4 October 2003

Blix warns inspectors on dangers of spin

Hans Blix warned the US-led experts hunting for weapons of mass destruction in Iraq yesterday to beware the dangers of 'spin' when presenting their findings to their political masters anxious to justify the invasion of Iraq.

'We don't want another epidemic of spin,' the former chief UN weapons inspector told The Independent, as President George Bush seized on the interim report to justify his decision to go to war.

David Kay, the American- appointed head of the search teams, said in his interim report that in the first three months of his work no weapons of mass destruction were found in Iraq, undermining a plank in the pro-war case.

Mr Bush said: 'The report states that Saddam Hussein's regime had a clandestine network of biological laboratories, a live strain of deadly agent botulinum, sophisticated concealment efforts, and advanced design work on prohibited longer range missiles.'

But Mr Blix pointed out that none of this constituted the 'serious and current threat' used by the British Government to justify war. Although Mr Blix did not accuse Tony Blair of lying, he said the Government 'should have exercised more critical judgment'.

He said: 'There was not a serious or imminent threat. They could have carried on with the policy of containment.'

This gets sillier and sillier by the hour. The war party has lived off the missing WMDs for months. Now that they have found none they've revived the ancient furphy that the weapons were moved to another country.

Now a cynic might think that holding a succession of 9-month inspections in a succession of invaded Middle Eastern countries is a tad excessive. Before we launch that expensive and time-consuming exercise, let's ask a simpler question.

Are there any claims by the war party which can be tested against known and existing facts? If there are such issues do they tend to show the war party as truthful or untruthful?

Did Iraq seek uranium from Niger or did it not? Did Rumsfeld claim to know the location of WMDs 'around Tikrit and Baghdad' or did he not? Was the 45-minute claim sexed up or was it not? Did Bush claim the trailers of mass destruction were WMDs or did he not?

But we can test further. We can ask if any single factual error, out of the legion of factual errors, tended to weaken the case for war?

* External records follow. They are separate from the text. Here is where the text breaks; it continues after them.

//! Layout blocks: alignment, floats, notes and spoilers.

use super::Filter;
use crate::tag::{AttrKind, AttrRule, DEFAULT_ATTR};
use crate::{EngineError, RenderContext, Tag, TagDef, TagOutput};

const ALIGNMENTS: &[&str] = &["left", "center", "right", "justify"];
const FLOATS: &[&str] = &["left", "right", "none"];

const ALIGN_ATTRS: &[AttrRule] = &[AttrRule::new(DEFAULT_ATTR, AttrKind::Choice(ALIGNMENTS))];
const FLOAT_ATTRS: &[AttrRule] = &[AttrRule::new(DEFAULT_ATTR, AttrKind::Choice(FLOATS))];
const DIV_ATTRS: &[AttrRule] = &[
    AttrRule::new("id", AttrKind::Alpha),
    AttrRule::new("class", AttrKind::Alpha),
];
const SPOILER_ATTRS: &[AttrRule] = &[AttrRule::new(DEFAULT_ATTR, AttrKind::Text)];

static TAGS: &[TagDef] = &[
    TagDef::block("align").attributes(ALIGN_ATTRS),
    TagDef::block("float").attributes(FLOAT_ATTRS),
    TagDef::block("left"),
    TagDef::block("center"),
    TagDef::block("right"),
    TagDef::block("justify"),
    TagDef::inline("hide"),
    TagDef::block("alert"),
    TagDef::block("note"),
    TagDef::block("div").attributes(DIV_ATTRS),
    TagDef::block("spoiler").attributes(SPOILER_ATTRS),
];

/// Block-level layout: `[align]`, `[float]`, `[left]`/`[center]`/`[right]`/
/// `[justify]`, `[hide]`, `[alert]`, `[note]`, `[div]` and `[spoiler]`.
pub struct BlockFilter;

impl Filter for BlockFilter {
    fn name(&self) -> &'static str {
        "Block"
    }

    fn tags(&self) -> &'static [TagDef] {
        TAGS
    }

    fn render(
        &self,
        tag: &Tag,
        content: &str,
        ctx: &RenderContext<'_>,
    ) -> Result<TagOutput, EngineError> {
        let output = match tag.name.as_str() {
            "align" => match tag.default_attr() {
                Some(align) => aligned(align, content),
                None => TagOutput::Skip,
            },
            "float" => match tag.default_attr() {
                Some(side) => TagOutput::html(format!(
                    r#"<div class="float-{side}">{content}</div>"#
                )),
                None => TagOutput::Skip,
            },
            name @ ("left" | "center" | "right" | "justify") => aligned(name, content),
            "hide" => TagOutput::html(format!(
                r#"<span style="display: none">{content}</span>"#
            )),
            "alert" | "note" => TagOutput::html(format!(
                r#"<div class="bracket-{}">{content}</div>"#,
                tag.name
            )),
            "div" => {
                let mut attrs = String::new();
                if let Some(id) = tag.get("id") {
                    attrs.push_str(&format!(r#" id="{id}""#));
                }
                if let Some(class) = tag.get("class") {
                    attrs.push_str(&format!(r#" class="{class}""#));
                }
                TagOutput::html(format!("<div{attrs}>{content}</div>"))
            }
            _ => spoiler(tag, content, ctx),
        };
        Ok(output)
    }
}

fn aligned(align: &str, content: &str) -> TagOutput {
    TagOutput::html(format!(r#"<div class="align-{align}">{content}</div>"#))
}

fn spoiler(tag: &Tag, content: &str, ctx: &RenderContext<'_>) -> TagOutput {
    let label = tag
        .default_attr()
        .map_or_else(|| ctx.message("spoiler"), |title| ctx.escape(title));
    TagOutput::html(format!(
        concat!(
            r#"<div class="bracket-spoiler">"#,
            r#"<button class="bracket-spoiler-button" type="button">{} ({})</button>"#,
            r#"<div class="bracket-spoiler-content" style="display: none">{}</div>"#,
            "</div>"
        ),
        label,
        ctx.escape(&ctx.message("show")),
        content
    ))
}

#[cfg(test)]
mod tests {
    use crate::filter::test_support::render_with;
    use crate::{Engine, EngineConfig, FilterKind, Locale};

    #[test]
    fn test_align() {
        assert_eq!(
            render_with(FilterKind::Block, "[align=center]x[/align]"),
            r#"<div class="align-center">x</div>"#
        );
        assert_eq!(
            render_with(FilterKind::Block, "[align=middle]x[/align]"),
            "[align=middle]x[/align]"
        );
    }

    #[test]
    fn test_alignment_shortcuts() {
        assert_eq!(
            render_with(FilterKind::Block, "[right]x[/right]"),
            r#"<div class="align-right">x</div>"#
        );
    }

    #[test]
    fn test_float() {
        assert_eq!(
            render_with(FilterKind::Block, "[float=left]x[/float]"),
            r#"<div class="float-left">x</div>"#
        );
    }

    #[test]
    fn test_div_attributes() {
        assert_eq!(
            render_with(FilterKind::Block, r#"[div id="main" class="wide"]x[/div]"#),
            r#"<div id="main" class="wide">x</div>"#
        );
    }

    #[test]
    fn test_spoiler_default_label() {
        let html = render_with(FilterKind::Block, "[spoiler]secret[/spoiler]");
        assert!(html.contains("Spoiler (Show)"));
        assert!(html.contains(r#"style="display: none">secret</div>"#));
    }

    #[test]
    fn test_spoiler_localized() {
        let mut engine = Engine::new("[spoiler]x[/spoiler]", EngineConfig::default()).unwrap();
        engine.add_filter(FilterKind::Block.create());
        engine.set_locale(Locale::FrFr);
        let html = engine.parse().unwrap();
        assert!(html.contains("Spoiler (Afficher)"));
    }

    #[test]
    fn test_note_and_alert() {
        assert_eq!(
            render_with(FilterKind::Block, "[note]n[/note]"),
            r#"<div class="bracket-note">n</div>"#
        );
        assert_eq!(
            render_with(FilterKind::Block, "[alert]a[/alert]"),
            r#"<div class="bracket-alert">a</div>"#
        );
    }
}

The answers are easy. No contested factual claim by the war party has proved accurate. No disproved claim has ever tended to weaken the case for war. These guys are spinning so fast the planet will start falling apart if they're not stopped soon.

Oh, and by the way, botulinium occurs naturally in almost all soil. As Kay himself says, according to the The Age:

Kay, in a briefing later with reporters, said the Iraqi scientist who had the vial had been given it for safekeeping at his home by another, senior scientist, in 1993. He initially had other samples, most of which he quickly returned.

"He was storing them in his refrigerator," Kay said. "He had small children."

Although tests showed that the one vial of bacteria that the scientist kept was still viable, Kay offered no evidence it had been used in a weapons program during the last decade.

Bush has advisers on science issues. If he'd asked they could have told him about the lethality of the stuff. Even today, within 24 hours of his WMD sham being exposed, he's manufacturing more half-truths out of whole lies to try and make the whole shambling story live another day.